First Repatriation of NZMC Prisoners of War

First Repatriation of NZMC Prisoners of War

On 11 April 1942 the first of the NZMC prisoners of war were repatriated from Italy. The group included the commanding officers of the three New Zealand field ambulances captured in Libya in November 1941—Lieutenant-Colonels J. M. Twhigg, A. A. Tennent, and N. C. Speight—Major T. G. de Clive Lowe, who was captured at the same time, and nineteen NZMC other ranks. In addition, there were two regimental medical orderlies, one NZDC other rank, and three New Zealand invalids.

They had come from Camp 75 near Bari, Italy, and had been transferred from an Italian naval hospital ship to HS Llandovery Castle at Smyrna on 8 April, along with protected personnel from British, Australian, and South African forces. They disembarked at page 310 Alexandria on 11 April and went that day by hospital train to Cairo, where they were welcomed back by DDMS 2 NZEF.

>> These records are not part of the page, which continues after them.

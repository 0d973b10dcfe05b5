use std::sync::Arc;
use std::sync::atomic::{AtomicBool, Ordering};

/// Cooperative cancellation signal polled at render checkpoints.
///
/// Cloning shares the flag. Raising it does not interrupt work; stages observe it at their next
/// checkpoint. The flag stays raised until [`AbortHandle::reset`] is called by whoever schedules
/// the next render.
#[derive(Clone, Debug, Default)]
pub struct AbortHandle(Arc<AtomicBool>);

impl AbortHandle {
    /// Create a lowered flag.
    pub fn new() -> Self {
        Self::default()
    }

    /// Raise the flag.
    pub fn abort(&self) {
        self.0.store(true, Ordering::Release);
    }

    /// Lower the flag.
    pub fn reset(&self) {
        self.0.store(false, Ordering::Release);
    }

    /// Return `true` once the flag has been raised.
    pub fn is_aborted(&self) -> bool {
        self.0.load(Ordering::Acquire)
    }
}
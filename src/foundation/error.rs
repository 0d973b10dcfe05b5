/// Convenience result type used across the viewer pipeline.
pub type ViewerResult<T> = Result<T, ViewerError>;

/// Top-level error taxonomy used by viewer render stages.
///
/// Render stages propagate these; [`crate::ViewerInstance::render`] folds them into a
/// [`crate::RenderStatus`] so callers never see an error for an aborted or failed frame.
#[derive(thiserror::Error, Debug)]
pub enum ViewerError {
    /// No active input, or its region of definition cannot be determined.
    #[error("region unavailable: {0}")]
    RegionUnavailable(String),

    /// The upstream graph returned no image for the requested region.
    #[error("upstream render failed: {0}")]
    UpstreamFailure(String),

    /// Cancellation observed at a checkpoint.
    #[error("render aborted at {0}")]
    Aborted(&'static str),

    /// Invalid options or parameters.
    #[error("validation error: {0}")]
    Validation(String),

    /// Errors while reading or parsing configuration.
    #[error("config error: {0}")]
    Config(String),

    /// Wrapped lower-level error from dependencies or IO.
    #[error(transparent)]
    Other(#[from] anyhow::Error),
}

impl ViewerError {
    /// Build a [`ViewerError::RegionUnavailable`] value.
    pub fn region_unavailable(msg: impl Into<String>) -> Self {
        Self::RegionUnavailable(msg.into())
    }

    /// Build a [`ViewerError::UpstreamFailure`] value.
    pub fn upstream(msg: impl Into<String>) -> Self {
        Self::UpstreamFailure(msg.into())
    }

    /// Build a [`ViewerError::Validation`] value.
    pub fn validation(msg: impl Into<String>) -> Self {
        Self::Validation(msg.into())
    }

    /// Build a [`ViewerError::Config`] value.
    pub fn config(msg: impl Into<String>) -> Self {
        Self::Config(msg.into())
    }

    /// Return `true` for cancellation, which is never a user-facing failure.
    pub fn is_abort(&self) -> bool {
        matches!(self, Self::Aborted(_))
    }
}

#[cfg(test)]
#[path = "../../tests/unit/foundation/error.rs"]
mod tests;
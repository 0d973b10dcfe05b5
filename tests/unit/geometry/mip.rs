use super::*;

#[test]
fn zoomed_in_never_decimates() {
    for zoom in [1.0, 1.5, 2.0, 8.0, 64.0] {
        assert_eq!(decimation_for_zoom(zoom).unwrap(), 1);
    }
}

#[test]
fn zoomed_out_picks_next_power_of_two() {
    assert_eq!(decimation_for_zoom(0.3).unwrap(), 4);
    assert_eq!(decimation_for_zoom(0.5).unwrap(), 2);
    assert_eq!(decimation_for_zoom(0.25).unwrap(), 4);
    assert_eq!(decimation_for_zoom(0.26).unwrap(), 4);
    assert_eq!(decimation_for_zoom(0.24).unwrap(), 8);
    assert_eq!(decimation_for_zoom(0.99).unwrap(), 2);
}

#[test]
fn invalid_zoom_is_rejected() {
    assert!(decimation_for_zoom(0.0).is_err());
    assert!(decimation_for_zoom(-1.0).is_err());
    assert!(decimation_for_zoom(f64::NAN).is_err());
    assert!(decimation_for_zoom(f64::INFINITY).is_err());
}

#[test]
fn tile_size_is_bounded() {
    assert_eq!(tile_size(8).unwrap(), 256);
    assert_eq!(tile_size(0).unwrap(), 1);
    assert!(tile_size(MAX_TILE_SIZE_POW2 + 1).is_err());
}

#[test]
fn tile_bounds_are_multiples_of_tile_size() {
    let rod = RectI::from_size(1920, 1080);
    let visible = RectI::new(37, 101, 1500, 999).unwrap();
    for (zoom, pow2) in [(1.0, 8), (0.3, 6), (0.5, 7), (2.0, 4)] {
        let sel = select_tile(rod, visible, zoom, pow2).unwrap().unwrap();
        let t = 1 << pow2;
        assert_eq!(sel.tile.x1 % t, 0);
        assert_eq!(sel.tile.y1 % t, 0);
        assert_eq!(sel.tile.x2 % t, 0);
        assert_eq!(sel.tile.y2 % t, 0);
    }
}

#[test]
fn texture_rect_is_clamped_to_rod() {
    let rod = RectI::from_size(1000, 600);
    let sel = select_tile(rod, rod, 1.0, 8).unwrap().unwrap();
    assert_eq!(sel.mip, 1);
    assert_eq!(sel.tile, RectI::new(0, 0, 1024, 768).unwrap());
    assert_eq!(sel.texture.rect(), rod);
    assert_eq!(sel.texture.width, 1000);
    assert_eq!(sel.texture.height, 600);
}

#[test]
fn decimated_texture_counts_destination_pixels() {
    let rod = RectI::from_size(1000, 600);
    let sel = select_tile(rod, rod, 0.3, 6).unwrap().unwrap();
    assert_eq!(sel.mip, 4);
    // 1000 / 4 = 250 decimated columns, rounded outward to 256.
    assert_eq!(sel.tile, RectI::new(0, 0, 256, 192).unwrap());
    assert_eq!(sel.texture.rect(), rod);
    assert_eq!(sel.texture.width, 250);
    assert_eq!(sel.texture.height, 150);
    assert!(sel.texture.width as i32 <= rod.width());
    assert!(sel.texture.height as i32 <= rod.height());
}

#[test]
fn odd_extent_rounds_destination_up() {
    let rod = RectI::from_size(10, 5);
    let sel = select_tile(rod, rod, 0.5, 2).unwrap().unwrap();
    assert_eq!(sel.mip, 2);
    assert_eq!(sel.texture.width, 5);
    assert_eq!(sel.texture.height, 3);
}

#[test]
fn negative_origin_rounds_outward() {
    let rod = RectI::new(-300, -300, 300, 300).unwrap();
    let sel = select_tile(rod, rod, 1.0, 8).unwrap().unwrap();
    assert_eq!(sel.tile, RectI::new(-512, -512, 512, 512).unwrap());
    assert_eq!(sel.texture.rect(), rod);
}

#[test]
fn empty_visible_region_is_degenerate() {
    let rod = RectI::from_size(100, 100);
    let visible = RectI::new(10, 10, 10, 50).unwrap();
    assert_eq!(select_tile(rod, visible, 1.0, 4).unwrap(), None);
}

#[test]
fn visible_region_outside_rod_is_degenerate() {
    let rod = RectI::from_size(100, 100);
    let visible = RectI::new(512, 512, 600, 600).unwrap();
    assert_eq!(select_tile(rod, visible, 1.0, 4).unwrap(), None);
}

#[test]
fn dst_index_rounds_up_to_next_sample() {
    let sel = select_tile(RectI::from_size(64, 64), RectI::from_size(64, 64), 0.25, 2)
        .unwrap()
        .unwrap();
    let t = sel.texture;
    assert_eq!(t.mip, 4);
    assert_eq!(t.dst_index_at_or_after(0, 0), 0);
    assert_eq!(t.dst_index_at_or_after(0, 1), 1);
    assert_eq!(t.dst_index_at_or_after(0, 4), 1);
    assert_eq!(t.dst_index_at_or_after(0, 5), 2);
}
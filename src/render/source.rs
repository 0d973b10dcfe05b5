use crate::foundation::core::{RectI, SequenceTime, ViewIndex};
use crate::foundation::error::{ViewerError, ViewerResult};
use std::sync::Arc;

/// Read-only RGBA 32-bit float image produced by the upstream graph.
///
/// Rows are stored bottom-up from `bounds.y1`, pixels interleaved `R,G,B,A`.
#[derive(Clone, Debug, PartialEq)]
pub struct SourceImage {
    bounds: RectI,
    data: Vec<f32>,
}

impl SourceImage {
    /// Wrap interleaved RGBA samples covering `bounds`.
    pub fn new(bounds: RectI, data: Vec<f32>) -> ViewerResult<Self> {
        let expected = (bounds.width() as usize)
            .saturating_mul(bounds.height() as usize)
            .saturating_mul(4);
        if data.len() != expected {
            return Err(ViewerError::validation(format!(
                "source image data has {} samples, expected {expected}",
                data.len()
            )));
        }
        Ok(Self { bounds, data })
    }

    /// Build an image by evaluating `f(x, y)` for every pixel.
    pub fn from_fn(bounds: RectI, mut f: impl FnMut(i32, i32) -> [f32; 4]) -> Self {
        let mut data =
            Vec::with_capacity((bounds.width() as usize) * (bounds.height() as usize) * 4);
        for y in bounds.y1..bounds.y2 {
            for x in bounds.x1..bounds.x2 {
                data.extend_from_slice(&f(x, y));
            }
        }
        Self { bounds, data }
    }

    /// Pixel extent of the image.
    pub fn bounds(&self) -> RectI {
        self.bounds
    }

    /// One pixel, or `None` outside the bounds.
    pub fn pixel(&self, x: i32, y: i32) -> Option<[f32; 4]> {
        let s = self.row_span(y, x, x + 1)?;
        Some([s[0], s[1], s[2], s[3]])
    }

    /// Samples of row `y` from column `x1` up to `x2` (exclusive), clamped to the bounds on the
    /// right. `None` if the row or `x1` is outside the image.
    pub fn row_span(&self, y: i32, x1: i32, x2: i32) -> Option<&[f32]> {
        if !self.bounds.contains(x1, y) {
            return None;
        }
        let w = self.bounds.width() as usize;
        let row = (y - self.bounds.y1) as usize;
        let start = (x1 - self.bounds.x1) as usize;
        let end = (x2.min(self.bounds.x2) - self.bounds.x1).max(x1 - self.bounds.x1) as usize;
        let base = row * w * 4;
        self.data.get(base + start * 4..base + end * 4)
    }
}

/// Parameters of one upstream render call.
#[derive(Clone, Copy, Debug, PartialEq)]
pub struct RenderRequest {
    pub time: SequenceTime,
    /// Render scale; the viewer always requests full resolution.
    pub scale: f64,
    pub view: ViewIndex,
    /// Source-resolution region that must be covered.
    pub region: RectI,
    /// Ask the graph to bypass its own caches.
    pub bypass_cache: bool,
}

/// Upstream node-graph evaluator feeding the viewer.
///
/// Implementations own the lifetime of the images they return; the viewer only keeps shared
/// references.
pub trait UpstreamRenderer: Send + Sync {
    /// Region of definition of the active input at `time`, or `None` when there is no input or
    /// it cannot be determined.
    fn region_of_definition(&self, time: SequenceTime) -> Option<RectI>;

    /// Content hash of the upstream graph; any parameter change must change it.
    fn graph_hash(&self) -> u64;

    /// Render `req.region`. `None` means failure or cancellation, never an empty image.
    fn render(&self, req: &RenderRequest) -> Option<Arc<SourceImage>>;

    /// Return `false` when the viewer has no connected input.
    fn is_connected(&self) -> bool {
        true
    }

    /// Progress notification around the render of the active input. Fire-and-forget.
    fn notify_input_rendering(&self, _started: bool) {}
}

There was some doubt as to the recognised policy regarding the re-employment in 2 NZEF in the Middle East of the exchanged prisoner-of-war protected personnel and an opinion was obtained from DJAG 2 NZEF. It was agreed that the appropriate parts of the Hague Convention permitted the re-employment of medical personnel as distinct from combatant troops, but it was not customary to employ them on the same front. A definite instruction was issued by the War Office that the British personnel involved in the exchange were to be returned to the United Kingdom, and a similar course was later adopted with the New Zealanders, some of whom served in the Pacific after their return to New Zealand.1

1In May 1943 Army HQ New Zealand pointed out that protected personnel could quite rightly be re-employed on the same front, and suggested that this might be necessary because of manpower shortage.